Zero Skateboards is a skateboard company located in Carlsbad, California, United States. The brand was founded by professional skateboarder and entrepreneur Jamie Thomas, and distributed by his Black Box Distribution company. In late June 2014, Thomas announced that the brand would be distributed by the Dwindle Distribution company, based in El Segundo, California. Subsequently, in 2016, Thomas and Dwindle announced that Zero Skateboards would be operated independently by Thomas.

==History==
The Zero brand was originally a clothing company, formed in 1996, and subsequently evolved into a skateboard company, with Thomas leaving Toy Machine to become Zero's first professional team rider.

In early 2003, Thomas opened a plant in Tijuana, Mexico, named "Edieth and Osuna", to manufacture the skateboard decks of the Black Box brands. Zero team rider Chris Cole was a shareholder of the company from 2011 to 2014.

The company has released seven videos, with the premiere of the latest release, Cold War, occurring on November 8, 2013. The premiere was held at the La Paloma theater in Encinitas, California, and Thomas invited every Zero rider, former and current, onto the stage prior to the showing of the 40-minute video.
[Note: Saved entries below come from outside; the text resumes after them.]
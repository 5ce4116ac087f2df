//! Process Variable Model.
//!
//! The engine stores case variables as opaque JSON values. This module
//! names the fixed fields the core reads and writes, decodes the ones it
//! interprets (`processStatus`, `approvalResult`) into concrete types, and
//! builds the variable writes for case creation and each action. The
//! `payload` mapping is carried but never interpreted.

use std::fmt;

use approvals_engine::{VariableMap, APPROVAL_TASK, MANUAL_TASK};
use serde::{Deserialize, Serialize};
use serde_json::Value;

pub const INITIATOR: &str = "initiator";
pub const APPROVER_ID: &str = "approverId";
pub const EXECUTOR_ID: &str = "executorId";
pub const PROCESS_STATUS: &str = "processStatus";
pub const APPROVAL_RESULT: &str = "approvalResult";
pub const LAST_COMMENT: &str = "lastComment";
pub const LAST_OPERATOR: &str = "lastOperator";
pub const PAYLOAD: &str = "payload";

/// Lifecycle state of a case.
///
/// `APPROVAL_PENDING -> {MANUAL_PENDING, REJECTED}`,
/// `MANUAL_PENDING -> COMPLETED`. `REJECTED` and `COMPLETED` are terminal.
#[derive(Debug, Clone, Copy, PartialEq, Eq, Hash, Serialize, Deserialize)]
#[serde(rename_all = "SCREAMING_SNAKE_CASE")]
pub enum ProcessState {
    ApprovalPending,
    ManualPending,
    Completed,
    Rejected,
}

impl ProcessState {
    pub fn as_str(self) -> &'static str {
        match self {
            ProcessState::ApprovalPending => "APPROVAL_PENDING",
            ProcessState::ManualPending => "MANUAL_PENDING",
            ProcessState::Completed => "COMPLETED",
            ProcessState::Rejected => "REJECTED",
        }
    }

    pub fn parse(s: &str) -> Option<ProcessState> {
        match s {
            "APPROVAL_PENDING" => Some(ProcessState::ApprovalPending),
            "MANUAL_PENDING" => Some(ProcessState::ManualPending),
            "COMPLETED" => Some(ProcessState::Completed),
            "REJECTED" => Some(ProcessState::Rejected),
            _ => None,
        }
    }

    /// Decode an engine value. Null or absent is unresolved; a value that is
    /// not a known state name is logged and also treated as unresolved.
    pub fn from_value(value: Option<&Value>) -> Option<ProcessState> {
        match value? {
            Value::Null => None,
            Value::String(s) => {
                let state = ProcessState::parse(s);
                if state.is_none() {
                    tracing::warn!(value = %s, "unrecognised processStatus value");
                }
                state
            }
            other => {
                tracing::warn!(value = %other, "processStatus is not a string");
                None
            }
        }
    }

    pub fn is_terminal(self) -> bool {
        matches!(self, ProcessState::Completed | ProcessState::Rejected)
    }

    pub fn can_transition_to(self, next: ProcessState) -> bool {
        matches!(
            (self, next),
            (ProcessState::ApprovalPending, ProcessState::ManualPending)
                | (ProcessState::ApprovalPending, ProcessState::Rejected)
                | (ProcessState::ManualPending, ProcessState::Completed)
        )
    }
}

impl fmt::Display for ProcessState {
    fn fmt(&self, f: &mut fmt::Formatter<'_>) -> fmt::Result {
        f.write_str(self.as_str())
    }
}

/// The two user-task steps of an approval case.
#[derive(Debug, Clone, Copy, PartialEq, Eq)]
pub enum TaskKind {
    Approval,
    Manual,
}

impl TaskKind {
    /// Engine definition key of the step.
    pub fn definition_key(self) -> &'static str {
        match self {
            TaskKind::Approval => APPROVAL_TASK,
            TaskKind::Manual => MANUAL_TASK,
        }
    }

    pub fn from_definition_key(key: &str) -> Option<TaskKind> {
        match key {
            APPROVAL_TASK => Some(TaskKind::Approval),
            MANUAL_TASK => Some(TaskKind::Manual),
            _ => None,
        }
    }

    /// The step a role is narrowed to when listing tasks. Roles other than
    /// `approver` and `executor` are not narrowed.
    pub fn for_role(role: &str) -> Option<TaskKind> {
        if role.eq_ignore_ascii_case("approver") {
            Some(TaskKind::Approval)
        } else if role.eq_ignore_ascii_case("executor") {
            Some(TaskKind::Manual)
        } else {
            None
        }
    }
}

#[derive(Debug, Clone, Copy, PartialEq, Eq, Serialize, Deserialize)]
#[serde(rename_all = "SCREAMING_SNAKE_CASE")]
pub enum ApprovalResult {
    Approved,
    Rejected,
}

impl ApprovalResult {
    pub fn as_str(self) -> &'static str {
        match self {
            ApprovalResult::Approved => "APPROVED",
            ApprovalResult::Rejected => "REJECTED",
        }
    }

    pub fn from_value(value: Option<&Value>) -> Option<ApprovalResult> {
        match value?.as_str()? {
            "APPROVED" => Some(ApprovalResult::Approved),
            "REJECTED" => Some(ApprovalResult::Rejected),
            _ => None,
        }
    }
}

/// Typed view over the fixed variables of a case.
#[derive(Debug, Clone, Default, PartialEq)]
pub struct ProcessVariables {
    pub initiator: Option<String>,
    pub approver_id: Option<String>,
    pub executor_id: Option<String>,
    pub process_status: Option<ProcessState>,
    pub approval_result: Option<ApprovalResult>,
    pub last_comment: Option<String>,
    pub last_operator: Option<String>,
    pub payload: serde_json::Map<String, Value>,
}

impl ProcessVariables {
    pub fn decode(vars: &VariableMap) -> Self {
        let text = |name: &str| vars.get(name).and_then(Value::as_str).map(str::to_string);
        ProcessVariables {
            initiator: text(INITIATOR),
            approver_id: text(APPROVER_ID),
            executor_id: text(EXECUTOR_ID),
            process_status: ProcessState::from_value(vars.get(PROCESS_STATUS)),
            approval_result: ApprovalResult::from_value(vars.get(APPROVAL_RESULT)),
            last_comment: text(LAST_COMMENT),
            last_operator: text(LAST_OPERATOR),
            payload: payload_of(vars.get(PAYLOAD)),
        }
    }
}

/// The payload mapping of a case; empty when absent or not a mapping.
pub fn payload_of(value: Option<&Value>) -> serde_json::Map<String, Value> {
    match value {
        Some(Value::Object(map)) => map.clone(),
        _ => serde_json::Map::new(),
    }
}

/// Variables a new case starts with.
///
/// Status is forced to `APPROVAL_PENDING`, the decision fields start null,
/// the initiator is the first operator, and the payload is only written
/// when it has entries.
pub fn initial_variables(
    initiator: &str,
    approver_id: &str,
    executor_id: &str,
    payload: &serde_json::Map<String, Value>,
) -> VariableMap {
    let mut vars = VariableMap::new();
    vars.insert(INITIATOR.into(), Value::from(initiator));
    vars.insert(APPROVER_ID.into(), Value::from(approver_id));
    vars.insert(EXECUTOR_ID.into(), Value::from(executor_id));
    vars.insert(
        PROCESS_STATUS.into(),
        Value::from(ProcessState::ApprovalPending.as_str()),
    );
    vars.insert(APPROVAL_RESULT.into(), Value::Null);
    vars.insert(LAST_COMMENT.into(), Value::Null);
    vars.insert(LAST_OPERATOR.into(), Value::from(initiator));
    if !payload.is_empty() {
        vars.insert(PAYLOAD.into(), Value::Object(payload.clone()));
    }
    vars
}

/// The variables one action writes when it completes a task.
#[derive(Debug, Clone, PartialEq)]
pub struct VariableDelta {
    pub approval_result: Option<ApprovalResult>,
    pub process_status: ProcessState,
    pub last_comment: Option<String>,
    pub last_operator: String,
}

impl VariableDelta {
    pub fn approve(operator: &str, comment: Option<&str>) -> Self {
        VariableDelta {
            approval_result: Some(ApprovalResult::Approved),
            process_status: ProcessState::ManualPending,
            last_comment: comment.map(str::to_string),
            last_operator: operator.to_string(),
        }
    }

    /// The reason, when given, is recorded as the last comment.
    pub fn reject(operator: &str, reason: Option<&str>, comment: Option<&str>) -> Self {
        VariableDelta {
            approval_result: Some(ApprovalResult::Rejected),
            process_status: ProcessState::Rejected,
            last_comment: reason.or(comment).map(str::to_string),
            last_operator: operator.to_string(),
        }
    }

    pub fn complete(operator: &str, comment: Option<&str>) -> Self {
        VariableDelta {
            approval_result: None,
            process_status: ProcessState::Completed,
            last_comment: comment.map(str::to_string),
            last_operator: operator.to_string(),
        }
    }

    pub fn into_variables(self) -> VariableMap {
        let mut vars = VariableMap::new();
        if let Some(result) = self.approval_result {
            vars.insert(APPROVAL_RESULT.into(), Value::from(result.as_str()));
        }
        vars.insert(
            PROCESS_STATUS.into(),
            Value::from(self.process_status.as_str()),
        );
        vars.insert(
            LAST_COMMENT.into(),
            self.last_comment.map(Value::from).unwrap_or(Value::Null),
        );
        vars.insert(LAST_OPERATOR.into(), Value::from(self.last_operator));
        vars
    }
}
===Transition to Dwindle===
In a June 2014 interview with the Jenkem online publication, Thomas explained that the Dwindle Distribution company—responsible for the Enjoi, Blind Skateboards, Almost Skateboards, Darkstar and Cliché Skateboards brands—will take over "the sales, finance, production and distribution aspects" of the Zero brand. Thomas further explained that the Zero employees will remain independent and will focus on "the team, marketing and creative aspects" of the brand. Zero celebrated its 20-year anniversary with a photo art show in June 2016.

==Awards==
From 2004 to 2006, Zero won three consecutive Thrasher Magazine King of the Road competitions, beating other teams such as Girl Skateboards, Toy Machine, Darkstar, Element, Flip, Habitat, Real, Almost, and Baker Skateboards. Zero declined defending their title for the 2007 King of the Road to start the "Black and White" tour with the Mystery skateboard team.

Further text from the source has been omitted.